Popular opinion presented to us has been that governments all over the world had to make difficult decisions between saving lives or saving the economy. Whilst this is true, it did not go deep enough to look at fault-lines exposed by the COVID-19 scare. Many people in the world, from America to Bangladesh have absolutely no savings and are currently at the mercy of unscrupulous landlords and private healthcare. People are dying of ill health and of poverty. This hasn't provoked governments to do the right thing by putting essential services in public ownership. COVID-19 has shown that even a catastrophe will not push leaders to a more permanent compassionate economics after lockdown has ended. This is more so in former colonialised countries where there is no safety net all. 

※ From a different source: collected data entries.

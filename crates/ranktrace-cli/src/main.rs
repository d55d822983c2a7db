#![forbid(unsafe_code)]

mod cmd;
mod output;
mod render;

use std::env;
use std::path::PathBuf;

use clap::{Parser, Subcommand};
use output::OutputMode;
use ranktrace_core::RankError;
use ranktrace_core::config::resolve_config;
use tracing::info;
use tracing_subscriber::{EnvFilter, fmt, prelude::*};

#[derive(Parser, Debug)]
#[command(
    author,
    version,
    about = "ranktrace: PageRank convergence traces and step benchmarks",
    long_about = None
)]
struct Cli {
    /// Enable verbose logging.
    #[arg(short, long, global = true)]
    verbose: bool,

    /// Output format (default: pretty on a TTY, text when piped).
    #[arg(long, value_enum, global = true)]
    format: Option<OutputMode>,

    /// Config file (default: ./ranktrace.toml when present).
    #[arg(long, global = true)]
    config: Option<PathBuf>,

    /// Defaults to `converge` when omitted.
    #[command(subcommand)]
    command: Option<Commands>,
}

#[derive(Subcommand, Debug)]
enum Commands {
    #[command(
        about = "Run PageRank and show every intermediate rank vector",
        long_about = "Run K damped power-iteration steps from the uniform vector and \
                      render the full convergence trace as a chart table, JSON chart data or an SVG line chart.",
        after_help = "EXAMPLES:\n    # Four-page demo network, 20 steps\n    ranktrace converge\n\n    # Longer run with a lower damping factor\n    ranktrace converge --damping 0.7 --iterations 40\n\n    # Chart data for an external plotter\n    ranktrace converge --format json\n\n    # Line chart\n    ranktrace converge --format svg > convergence.svg"
    )]
    Converge(cmd::converge::ConvergeArgs),

    #[command(
        about = "Time one update step: naive loops vs a faster kernel",
        long_about = "Build a uniform N x N fixture, run one update step with the naive \
                      kernel and with the candidate kernel, and report timings and the \
                      difference between the two results.",
        after_help = "EXAMPLES:\n    # Default 1000-node race\n    ranktrace bench\n\n    # Race the multi-threaded kernel on a larger matrix\n    ranktrace bench --nodes 2000 --candidate parallel"
    )]
    Bench(cmd::bench::BenchArgs),
}

fn init_tracing(verbose: bool) {
    let filter = EnvFilter::try_from_env("RANKTRACE_LOG").unwrap_or_else(|_| {
        EnvFilter::new(if verbose || env::var("DEBUG").is_ok() {
            "ranktrace=debug,ranktrace_core=debug,info"
        } else {
            "ranktrace=info,ranktrace_core=info,warn"
        })
    });

    let format = env::var("RANKTRACE_LOG_FORMAT").unwrap_or_else(|_| "compact".to_string());

    let registry = tracing_subscriber::registry().with(filter);

    match format.as_str() {
        "json" => {
            registry
                .with(fmt::layer().json().with_ansi(false).with_writer(std::io::stderr))
                .init();
        }
        _ => {
            registry
                .with(fmt::layer().compact().with_writer(std::io::stderr))
                .init();
        }
    }
}

fn main() -> anyhow::Result<()> {
    let cli = Cli::parse();
    init_tracing(cli.verbose);

    if cli.verbose {
        info!("Verbose mode enabled");
    }

    let cwd = env::current_dir()?;
    let config = resolve_config(cli.config.as_deref(), &cwd)?;
    let output = OutputMode::resolve(cli.format);

    let command_result = match cli.command {
        Some(Commands::Converge(ref args)) => cmd::converge::run_converge(args, &config, output),
        None => cmd::converge::run_converge(&cmd::converge::ConvergeArgs::default(), &config, output),
        Some(Commands::Bench(ref args)) => cmd::bench::run_bench(args, &config, output),
    };

    if let Err(err) = &command_result
        && let Some(rank) = err.downcast_ref::<RankError>()
    {
        let code = rank.code();
        eprintln!("error[{code}]: {rank}");
        if let Some(hint) = code.hint() {
            eprintln!("hint: {hint}");
        }
    }

    command_result
}

#[cfg(test)]
mod tests {
    use super::*;

    #[test]
    fn bare_invocation_has_no_subcommand() {
        let cli = Cli::parse_from(["ranktrace"]);
        assert!(cli.command.is_none());
        assert!(cli.format.is_none());
    }

    #[test]
    fn global_flags_parse_after_subcommand() {
        let cli = Cli::parse_from(["ranktrace", "converge", "--format", "json", "-v"]);
        assert!(cli.verbose);
        assert_eq!(cli.format, Some(OutputMode::Json));
        assert!(matches!(cli.command, Some(Commands::Converge(_))));

        let svg = Cli::parse_from(["ranktrace", "--format", "svg"]);
        assert_eq!(svg.format, Some(OutputMode::Svg));
    }

    #[test]
    fn converge_overrides_parse() {
        let cli = Cli::parse_from([
            "ranktrace",
            "converge",
            "--damping",
            "0.5",
            "-k",
            "7",
            "--kernel",
            "naive",
        ]);
        let Some(Commands::Converge(args)) = cli.command else {
            panic!("expected converge");
        };
        assert_eq!(args.damping, Some(0.5));
        assert_eq!(args.iterations, Some(7));
        assert_eq!(args.kernel, Some(cmd::KernelArg::Naive));
    }

    #[test]
    fn bench_candidate_defaults_to_vectorized() {
        let cli = Cli::parse_from(["ranktrace", "bench", "--nodes", "64"]);
        let Some(Commands::Bench(args)) = cli.command else {
            panic!("expected bench");
        };
        assert_eq!(args.nodes, Some(64));
        assert_eq!(args.candidate, cmd::KernelArg::Vectorized);
    }
}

At times like these you realise how powerful the media is - they need to stop panicking people about the pandemic and ensure they are delivering valid facts. Media barons of today own business and also have a stake in government so they all have their own vested interests. This has meant that media has failed to inform their nations of what is happening to the world economy at large. People on 80 percent of their salary with access to water, food, entertainment and free healthcare in England for example need to empathise with the dying thousands who have no voice and no source of income. What we need is an integrated approach, one that ties everyone together. Only by working out a solution that will benefit everyone in the world can we say that we will be successful. Together we will beat the virus!